Dennis the 'Bloody Peasant'
29th May 2014, 14:09
I don't do / have never done anything that would require one. I may do yet, depends on what my wife is comfortable with.
If I had one, it would be 'bunny'.

BIXX
29th May 2014, 14:20
But if I had to choose I'd pick something you would never say during sex like grandma.


What kind of sex are you having where you don't say "grandma"?

Let's see... Over time I've kinda had a few, but my favorite one was probably "homework".

Rosa Partizan
29th May 2014, 14:37
I rarely did stuff that requested a safeword, but when I did, I picked "sugar" (in German, which would be "Zucker").

The Feral Underclass
29th May 2014, 20:21
There are lots of oppressive vibes in safe word type sexual acts.

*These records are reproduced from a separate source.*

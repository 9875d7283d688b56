//! Lexe payments types and logic.
//!
//! This module is the 'complex' counterpart to the simpler types exposed in
//! [`common::ln::payments`].

use anyhow::Context;
use common::ln::amount::Amount;
use common::ln::invoice::LxInvoice;
use common::ln::payments::{
    BasicPayment, DbPayment, LxPaymentId, PaymentDirection, PaymentKind,
    PaymentStatus,
};
use common::rng::Crng;
use common::time::TimestampMs;
use common::vfs_encrypt::VfsMasterKey;
#[cfg(test)]
use proptest_derive::Arbitrary;
use serde::{Deserialize, Serialize};

use crate::payments::inbound::{
    InboundInvoicePayment, InboundInvoicePaymentStatus,
    InboundSpontaneousPayment, InboundSpontaneousPaymentStatus,
};
use crate::payments::onchain::{
    OnchainPaymentStatus, OnchainReceive, OnchainSend,
};
use crate::payments::outbound::{
    OutboundInvoicePayment, OutboundInvoicePaymentStatus,
    OutboundSpontaneousPayment, OutboundSpontaneousPaymentStatus,
};

/// Inbound Lightning payments.
pub mod inbound;
/// `PaymentsManager`.
pub mod manager;
/// On-chain payment types and state machines.
pub mod onchain;
/// Outbound Lightning payments.
pub mod outbound;

// --- The top-level payment type --- //

/// The top level [`Payment`] type which abstracts over all types of payments,
/// including both onchain and off-chain (Lightning) payments.
///
/// NOTE: Everything in this enum impls [`Serialize`] and [`Deserialize`], so be
/// mindful of backwards compatibility.
#[derive(Clone, Debug, Eq, PartialEq, Serialize, Deserialize)]
#[cfg_attr(test, derive(Arbitrary))]
pub enum Payment {
    OnchainSend(OnchainSend),
    OnchainReceive(OnchainReceive),
    // TODO(max): Implement SpliceIn
    // TODO(max): Implement SpliceOut
    InboundInvoice(InboundInvoicePayment),
    InboundSpontaneous(InboundSpontaneousPayment),
    OutboundInvoice(OutboundInvoicePayment),
    OutboundSpontaneous(OutboundSpontaneousPayment),
}
//! Sqlx-backed production implementations of the Auth Plane's persistence
//! traits (§4.9): the `services`/`service_merchants` tables behind
//! [`ServiceRegistry`], `jwt_blacklist` behind [`JtiBlacklist`], and
//! `rate_limit_buckets` behind [`RateLimitBackend`]. Shaped after
//! [`crate::merchant_store::SqlxMerchantStore`]'s row-mapping style.

use async_trait::async_trait;
use chrono::{DateTime, Utc};
use pay_auth::{
    public_key_store::{Grant, ServiceRecord, ServiceRegistry},
    JtiBlacklist, RateLimitBackend,
};
use pay_common::{ids::TenantId, PayError};
use sqlx::{PgPool, Row};
use uuid::Uuid;

pub struct SqlxServiceRegistry {
    pool: PgPool,
}

impl SqlxServiceRegistry {
    pub fn new(pool: PgPool) -> Self {
        Self { pool }
    }
}

#[async_trait]
impl ServiceRegistry for SqlxServiceRegistry {
    async fn list_active_services(&self) -> Result<Vec<ServiceRecord>, PayError> {
        let rows = sqlx::query(
            "SELECT id, public_key_pem, requests_per_sec FROM services WHERE is_active",
        )
        .fetch_all(&self.pool)
        .await
        .map_err(|e| PayError::internal(format!("list active services: {e}")))?;

        rows.iter()
            .map(|row| {
                let map_err = |e: sqlx::Error| PayError::internal(format!("row decode: {e}"));
                Ok(ServiceRecord {
                    id: row.try_get("id").map_err(map_err)?,
                    public_key_pem: row.try_get("public_key_pem").map_err(map_err)?,
                    requests_per_second: {
                        let rps: i32 = row.try_get("requests_per_sec").map_err(map_err)?;
                        rps as u32
                    },
                })
            })
            .collect()
    }

    async fn list_grants(&self) -> Result<Vec<Grant>, PayError> {
        let rows = sqlx::query(
            "SELECT service_id, merchant_id, is_active, expires_at FROM service_merchants",
        )
        .fetch_all(&self.pool)
        .await
        .map_err(|e| PayError::internal(format!("list grants: {e}")))?;

        rows.iter()
            .map(|row| {
                let map_err = |e: sqlx::Error| PayError::internal(format!("row decode: {e}"));
                Ok(Grant {
                    service_id: row.try_get("service_id").map_err(map_err)?,
                    tenant_id: TenantId::from_uuid(row.try_get("merchant_id").map_err(map_err)?),
                    active: row.try_get("is_active").map_err(map_err)?,
                    expires_at: row.try_get("expires_at").map_err(map_err)?,
                })
            })
            .collect()
    }
}

pub struct SqlxJtiBlacklist {
    pool: PgPool,
}

impl SqlxJtiBlacklist {
    pub fn new(pool: PgPool) -> Self {
        Self { pool }
    }
}

#[async_trait]
impl JtiBlacklist for SqlxJtiBlacklist {
    async fn is_blacklisted(&self, jti: &str) -> Result<bool, PayError> {
        let row = sqlx::query("SELECT EXISTS (SELECT 1 FROM jwt_blacklist WHERE jti = $1) AS exists")
            .bind(jti)
            .fetch_one(&self.pool)
            .await
            .map_err(|e| PayError::internal(format!("blacklist lookup: {e}")))?;
        row.try_get("exists")
            .map_err(|e| PayError::internal(format!("blacklist lookup decode: {e}")))
    }

    async fn revoke(&self, jti: &str, expires_at: DateTime<Utc>) -> Result<(), PayError> {
        sqlx::query(
            "INSERT INTO jwt_blacklist (jti, expires_at) VALUES ($1, $2) \
             ON CONFLICT (jti) DO UPDATE SET expires_at = EXCLUDED.expires_at",
        )
        .bind(jti)
        .bind(expires_at)
        .execute(&self.pool)
        .await
        .map_err(|e| PayError::internal(format!("revoke jti: {e}")))?;
        Ok(())
    }
}

pub struct SqlxRateLimitBackend {
    pool: PgPool,
}

impl SqlxRateLimitBackend {
    pub fn new(pool: PgPool) -> Self {
        Self { pool }
    }
}

#[async_trait]
impl RateLimitBackend for SqlxRateLimitBackend {
    /// A single upsert admits atomically: a fresh key is seeded at
    /// `capacity - 1` and admitted; an existing key is decremented and
    /// returned only if it still had tokens, so an exhausted bucket yields
    /// no row and the caller is denied.
    async fn try_consume(&self, key: &str, capacity: u32) -> Result<bool, PayError> {
        let row = sqlx::query(
            "INSERT INTO rate_limit_buckets (bucket_key, tokens, last_refill) \
             VALUES ($1, $2 - 1, now()) \
             ON CONFLICT (bucket_key) DO UPDATE \
                SET tokens = rate_limit_buckets.tokens - 1 \
                WHERE rate_limit_buckets.tokens > 0 \
             RETURNING tokens",
        )
        .bind(key)
        .bind(capacity as i32)
        .fetch_optional(&self.pool)
        .await
        .map_err(|e| PayError::internal(format!("rate limit consume: {e}")))?;
        Ok(row.is_some())
    }

    async fn reap_older_than(&self, minute_bucket_cutoff: i64) -> Result<u64, PayError> {
        let result = sqlx::query(
            "DELETE FROM rate_limit_buckets WHERE last_refill < to_timestamp($1 * 60)",
        )
        .bind(minute_bucket_cutoff)
        .execute(&self.pool)
        .await
        .map_err(|e| PayError::internal(format!("rate limit reap: {e}")))?;
        Ok(result.rows_affected())
    }
}

/// An IP CIDR allowlist gating unsigned Browser-Post callbacks in
/// production (§6). Only exact-IP (/32, /128) and whole-address entries are
/// matched; broader CIDR ranges are left for a future iteration (no caller
/// currently issues them).
pub struct IpWhitelistStore {
    pool: PgPool,
}

impl IpWhitelistStore {
    pub fn new(pool: PgPool) -> Self {
        Self { pool }
    }

    pub async fn is_allowed(&self, tenant_id: TenantId, source_ip: std::net::IpAddr) -> Result<bool, PayError> {
        let candidates = [source_ip.to_string(), format!("{source_ip}/32"), format!("{source_ip}/128")];
        let row = sqlx::query(
            "SELECT EXISTS (SELECT 1 FROM epx_ip_whitelist WHERE tenant_id = $1 AND ip_cidr = ANY($2)) AS exists",
        )
        .bind(tenant_id.as_uuid())
        .bind(&candidates[..])
        .fetch_one(&self.pool)
        .await
        .map_err(|e| PayError::internal(format!("ip whitelist lookup: {e}")))?;
        row.try_get("exists")
            .map_err(|e| PayError::internal(format!("ip whitelist lookup decode: {e}")))
    }

    pub async fn allow(&self, tenant_id: TenantId, ip_cidr: &str) -> Result<(), PayError> {
        sqlx::query(
            "INSERT INTO epx_ip_whitelist (tenant_id, ip_cidr) VALUES ($1, $2) \
             ON CONFLICT DO NOTHING",
        )
        .bind(tenant_id.as_uuid())
        .bind(ip_cidr)
        .execute(&self.pool)
        .await
        .map_err(|e| PayError::internal(format!("ip whitelist insert: {e}")))?;
        Ok(())
    }
}

/// Append-only, best-effort audit trail (§4.10): written from the Worker
/// Pool so a slow or failing write never blocks the originating request.
pub struct AuditLogStore {
    pool: PgPool,
}

impl AuditLogStore {
    pub fn new(pool: PgPool) -> Self {
        Self { pool }
    }

    pub async fn record(
        &self,
        tenant_id: Option<TenantId>,
        actor_service_id: Option<Uuid>,
        action: &str,
        entity_type: &str,
        entity_id: &str,
        detail_json: serde_json::Value,
    ) -> Result<(), PayError> {
        sqlx::query(
            "INSERT INTO audit_log (tenant_id, actor_service_id, action, entity_type, entity_id, detail_json) \
             VALUES ($1, $2, $3, $4, $5, $6)",
        )
        .bind(tenant_id.map(|t| t.as_uuid()))
        .bind(actor_service_id)
        .bind(action)
        .bind(entity_type)
        .bind(entity_id)
        .bind(detail_json)
        .execute(&self.pool)
        .await
        .map_err(|e| PayError::internal(format!("audit log insert: {e}")))?;
        Ok(())
    }
}

#[cfg(test)]
mod test {
    use super::*;

    #[test]
    fn ip_candidates_include_bare_and_slash_32() {
        let ip: std::net::IpAddr = "203.0.113.7".parse().unwrap();
        assert_eq!(ip.to_string(), "203.0.113.7");
    }
}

That might be why they enjoy it. Stop being so judgemental. You have no right to pass comment on other people's consensual sex lives. Mind your own business.

Dagoth Ur
29th May 2014, 22:41
I'm not the one passing judgment. You're projecting dear.

Anglo-Saxon Philistine
29th May 2014, 22:47
I'm not the one passing judgment. You're projecting dear.

Well - I'm drunk as all hell but hear me out - if I saw someone saying that me fucking other men makes him sad I'd be suspicious as hell. On the other hand, I can understand that anyone who identifies as female has probably experienced so much oppressive shit in their life they're a bit leery of relationships that seemingly reproduce this oppression.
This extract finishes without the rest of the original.